JUSTICIA: Pasaron 20 años de la muerte de Walter Bulacio
Veinte años pasaron de la muerte de Walter Bulacio, el pibe de Aldo Bonzi que un 19 de abril fue detenido durante una razzia en las inmediaciones del estadio Obras, donde había llegado para ver un recital de los Redonditos de Ricota. Al momento de morir, Walter tenía 17 años: tres menos de lo que lleva una causa que hoy no tiene un solo detenido y que todavía ni siquiera fue a juicio.
Por entonces, Walter cursaba 5º año en el Nacional Rivadavia y, para pagarse el viaje de egresados, trabajaba como caddie en el Campo Municipal de Golf.

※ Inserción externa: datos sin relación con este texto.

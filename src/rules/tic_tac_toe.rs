//! Tic-tac-toe: 3x3 board, three in a row wins.

use crate::board::Board;
use crate::rules::MoveError;

/// Tic-tac-toe rule set.
#[derive(Debug, Clone, Copy)]
pub struct TicTacToeRules;

const SIZE: usize = 3;

impl TicTacToeRules {
    pub(crate) fn initial_board(&self) -> Board {
        Board::empty(SIZE, SIZE)
    }

    pub(crate) fn dimensions(&self) -> (usize, usize) {
        (SIZE, SIZE)
    }

    pub(crate) fn validate_move(
        &self,
        board: &Board,
        row: usize,
        col: usize,
    ) -> Result<(usize, usize), MoveError> {
        if row >= SIZE || col >= SIZE {
            return Err(MoveError::OutOfBounds);
        }
        if board.get(row, col).is_some() {
            return Err(MoveError::CellOccupied);
        }
        Ok((row, col))
    }

    pub(crate) fn check_winner(&self, board: &Board, row: usize, col: usize, player_id: &str) -> bool {
        let is_player = |r: usize, c: usize| board.get(r, c).as_deref() == Some(player_id);

        let full_row = (0..SIZE).all(|c| is_player(row, c));
        let full_col = (0..SIZE).all(|r| is_player(r, col));
        let on_main_diag = row == col;
        let on_anti_diag = row + col == SIZE - 1;
        let main_diag = on_main_diag && (0..SIZE).all(|i| is_player(i, i));
        let anti_diag = on_anti_diag && (0..SIZE).all(|i| is_player(i, SIZE - 1 - i));

        full_row || full_col || main_diag || anti_diag
    }
}

#[cfg(test)]
mod tests {
    use super::*;

    fn place(board: &mut Board, row: usize, col: usize, player: &str) {
        board.set(row, col, player);
    }

    #[test]
    fn validate_move_rejects_out_of_bounds() {
        let rules = TicTacToeRules;
        let board = rules.initial_board();
        assert_eq!(rules.validate_move(&board, 3, 0), Err(MoveError::OutOfBounds));
        assert_eq!(rules.validate_move(&board, 0, 3), Err(MoveError::OutOfBounds));
    }

    #[test]
    fn validate_move_rejects_occupied_cell() {
        let rules = TicTacToeRules;
        let mut board = rules.initial_board();
        place(&mut board, 0, 0, "u1");
        assert_eq!(rules.validate_move(&board, 0, 0), Err(MoveError::CellOccupied));
    }

    #[test]
    fn validate_move_accepts_empty_in_bounds_cell() {
        let rules = TicTacToeRules;
        let board = rules.initial_board();
        assert_eq!(rules.validate_move(&board, 1, 2), Ok((1, 2)));
    }

    #[test]
    fn detects_row_win() {
        let rules = TicTacToeRules;
        let mut board = rules.initial_board();
        place(&mut board, 0, 0, "u1");
        place(&mut board, 0, 1, "u1");
        place(&mut board, 0, 2, "u1");
        assert!(rules.check_winner(&board, 0, 2, "u1"));
    }

    #[test]
    fn detects_column_win() {
        let rules = TicTacToeRules;
        let mut board = rules.initial_board();
        place(&mut board, 0, 1, "u1");
        place(&mut board, 1, 1, "u1");
        place(&mut board, 2, 1, "u1");
        assert!(rules.check_winner(&board, 2, 1, "u1"));
    }

    #[test]
    fn detects_main_diagonal_win() {
        let rules = TicTacToeRules;
        let mut board = rules.initial_board();
        place(&mut board, 0, 0, "u1");
        place(&mut board, 1, 1, "u1");
        place(&mut board, 2, 2, "u1");
        assert!(rules.check_winner(&board, 2, 2, "u1"));
    }

    #[test]
    fn detects_anti_diagonal_win() {
        let rules = TicTacToeRules;
        let mut board = rules.initial_board();
        place(&mut board, 0, 2, "u1");
        place(&mut board, 1, 1, "u1");
        place(&mut board, 2, 0, "u1");
        assert!(rules.check_winner(&board, 2, 0, "u1"));
    }

    #[test]
    fn no_false_positive_on_incomplete_line() {
        let rules = TicTacToeRules;
        let mut board = rules.initial_board();
        place(&mut board, 0, 0, "u1");
        place(&mut board, 0, 1, "u1");
        assert!(!rules.check_winner(&board, 0, 1, "u1"));
    }
}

El día del recital llegó a Núñez junto a un grupo de chicos de su barrio. Los que ya tenían sus entradas se pusieron en la cola. Los que no, se afligieron al ver que estaban agotadas.
Como Walter tenía algo de plata que le había dado su abuela, se puso con un amigo a buscar una reventa. El contexto no era el mejor: la zona estaba surcada por un operativo policial gigantesco, contratado por la organización del show como “servicios adicionales”. Así y todo, rodeando la reja de Obras ambos encontraron un hueco por donde entrar. Pero el entusiasmo les duró poco: minutos después eran subidos a un micro por personal policial y llevados con otros 72 chicos a la Comisaría 35ª a cargo del jefe del operativo, comisario Miguel Ángel Espósito.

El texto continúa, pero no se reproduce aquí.